**Work order**: Repeat all of the data exactly. Leave nothing out.

**Saved data entries**:
┌────────
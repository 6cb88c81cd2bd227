#![cfg_attr(not(feature = "std"), no_std)]
//! The ADC Multi-Button Decoder: a single-ADC-channel resistor-ladder
//! button decoder with a "first-button locks" state machine, debounce
//! via multi-sample minimum, release-only state crossing semantics,
//! per-button event history, and derived state (press duration,
//! consecutive-click counting, long-press).

pub mod collab;
pub mod config;
pub mod error;
pub mod ladder;
pub mod range;
pub mod ring;
pub mod state;

pub use collab::{AdcReader, NoCallback, NoSleep, OnChange, Sleep, TimeSource};
pub use config::LadderConfig;
pub use error::AdcButtonError;
pub use ladder::LadderDecoder;
pub use range::Range;
pub use ring::{ButtonRing, Event, MAX_EVENTS};
pub use state::ButtonState;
└────────
**Response to the exercise**:
repository 6cb88c81cd2bd227
#![cfg_attr(not(feature = "std"), no_std)]
//! The ADC Multi-Button Decoder: a single-ADC-channel resistor-ladder
//! button decoder with a "first-button locks" state machine, debounce
//! via multi-sample minimum, release-only state crossing semantics,
//! per-button event history, and derived state (press duration,
//! consecutive-click counting, long-press).

pub mod collab;
pub mod config;
pub mod error;
pub mod ladder;
pub mod range;
pub mod ring;
pub mod state;

pub use collab::{AdcReader, NoCallback, NoSleep, OnChange, Sleep, TimeSource};
pub use config::LadderConfig;
pub use error::AdcButtonError;
pub use ladder::LadderDecoder;
pub use range::Range;
pub use ring::{ButtonRing, Event, MAX_EVENTS};
pub use state::ButtonState;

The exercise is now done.